Records from a data source
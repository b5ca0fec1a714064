// SPDX-License-Identifier: MPL-2.0
//! Dimmed overlay behind menus and dialogs.
//!
//! A region's backdrop is shared by every menu and dialog in that region.
//! Each of them holds it as an owner; the backdrop only fades out once the
//! last owner releases it. An explicit hide from the caller drops every
//! owner at once.

use super::{TimerAction, TimerKey, Timers};
use crate::domain::region::{Region, RegionMap};
use crate::domain::ui::TransitionDuration;
use std::collections::BTreeSet;

/// Who is keeping a backdrop visible.
#[derive(Debug, Clone, PartialEq, Eq, Hash, PartialOrd, Ord)]
pub enum BackdropOwner {
    /// Shown directly through the public backdrop API.
    Caller,
    Menu(String),
    Dialog(String),
}

/// Backdrop surface of one region.
#[derive(Debug, Clone, PartialEq, Eq)]
pub struct BackdropSurface {
    hidden: bool,
    fading: bool,
    owners: BTreeSet<BackdropOwner>,
}

impl Default for BackdropSurface {
    fn default() -> Self {
        Self {
            hidden: true,
            fading: false,
            owners: BTreeSet::new(),
        }
    }
}

impl BackdropSurface {
    #[must_use]
    pub fn is_hidden(&self) -> bool {
        self.hidden
    }

    /// Returns true between a hide request and the end of its fade.
    #[must_use]
    pub fn is_fading(&self) -> bool {
        self.fading
    }

    pub fn owners(&self) -> impl Iterator<Item = &BackdropOwner> {
        self.owners.iter()
    }
}

/// Per-region backdrop visibility.
#[derive(Debug, Default)]
pub struct BackdropController {
    surfaces: RegionMap<BackdropSurface>,
}

impl BackdropController {
    #[must_use]
    pub fn new() -> Self {
        Self::default()
    }

    #[must_use]
    pub fn surface(&self, region: Region) -> &BackdropSurface {
        self.surfaces.get(region)
    }

    /// Returns true when the backdrop is shown and not fading out.
    #[must_use]
    pub fn is_visible(&self, region: Region) -> bool {
        let surface = self.surfaces.get(region);
        !surface.hidden && !surface.fading
    }

    /// Shows the backdrop on behalf of `owner`, aborting any pending fade.
    pub(crate) fn show(&mut self, timers: &mut Timers, region: Region, owner: BackdropOwner) {
        timers.cancel(&TimerKey::BackdropHide(region));

        let surface = self.surfaces.get_mut(region);
        surface.fading = false;
        surface.hidden = false;
        tracing::trace!(%region, ?owner, "backdrop held");
        surface.owners.insert(owner);
    }

    /// Drops `owner`'s hold; fades out once nobody holds the backdrop.
    pub(crate) fn release(
        &mut self,
        timers: &mut Timers,
        region: Region,
        owner: &BackdropOwner,
        fade: TransitionDuration,
    ) {
        let surface = self.surfaces.get_mut(region);
        surface.owners.remove(owner);
        if surface.owners.is_empty() {
            self.fade_out(timers, region, fade);
        } else {
            tracing::debug!(%region, remaining = surface.owners.len(), "backdrop still held");
        }
    }

    /// Hides the backdrop regardless of who holds it.
    pub(crate) fn hide(&mut self, timers: &mut Timers, region: Region, fade: TransitionDuration) {
        self.surfaces.get_mut(region).owners.clear();
        self.fade_out(timers, region, fade);
    }

    /// Shows a hidden or fading backdrop, hides a visible one.
    pub(crate) fn toggle(&mut self, timers: &mut Timers, region: Region, fade: TransitionDuration) {
        if self.is_visible(region) {
            self.hide(timers, region, fade);
        } else {
            self.show(timers, region, BackdropOwner::Caller);
        }
    }

    /// End of the fade: the backdrop is gone.
    pub(crate) fn settle_hidden(&mut self, region: Region) {
        let surface = self.surfaces.get_mut(region);
        surface.hidden = true;
        surface.fading = false;
        tracing::trace!(%region, "backdrop hidden");
    }

    fn fade_out(&mut self, timers: &mut Timers, region: Region, fade: TransitionDuration) {
        let surface = self.surfaces.get_mut(region);
        if surface.hidden {
            return;
        }
        surface.fading = true;
        timers.schedule(
            TimerKey::BackdropHide(region),
            fade.as_duration(),
            TimerAction::BackdropHidden(region),
        );
    }
}
// SPDX-License-Identifier: MPL-2.0
//! Localized strings for dialog labels and feedback toasts.
//!
//! Translations are Fluent `.ftl` files embedded at build time. The active
//! locale is picked from the CLI, then the config file, then the OS locale,
//! then `en-US`.

pub mod fluent;

pub use fluent::I18n;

Task instructions
Filter the records above, keeping each line that contains the word "impl".

Answer to the problem
impl Default for BackdropSurface {
impl BackdropSurface {
    pub fn owners(&self) -> impl Iterator<Item = &BackdropOwner> {
impl BackdropController {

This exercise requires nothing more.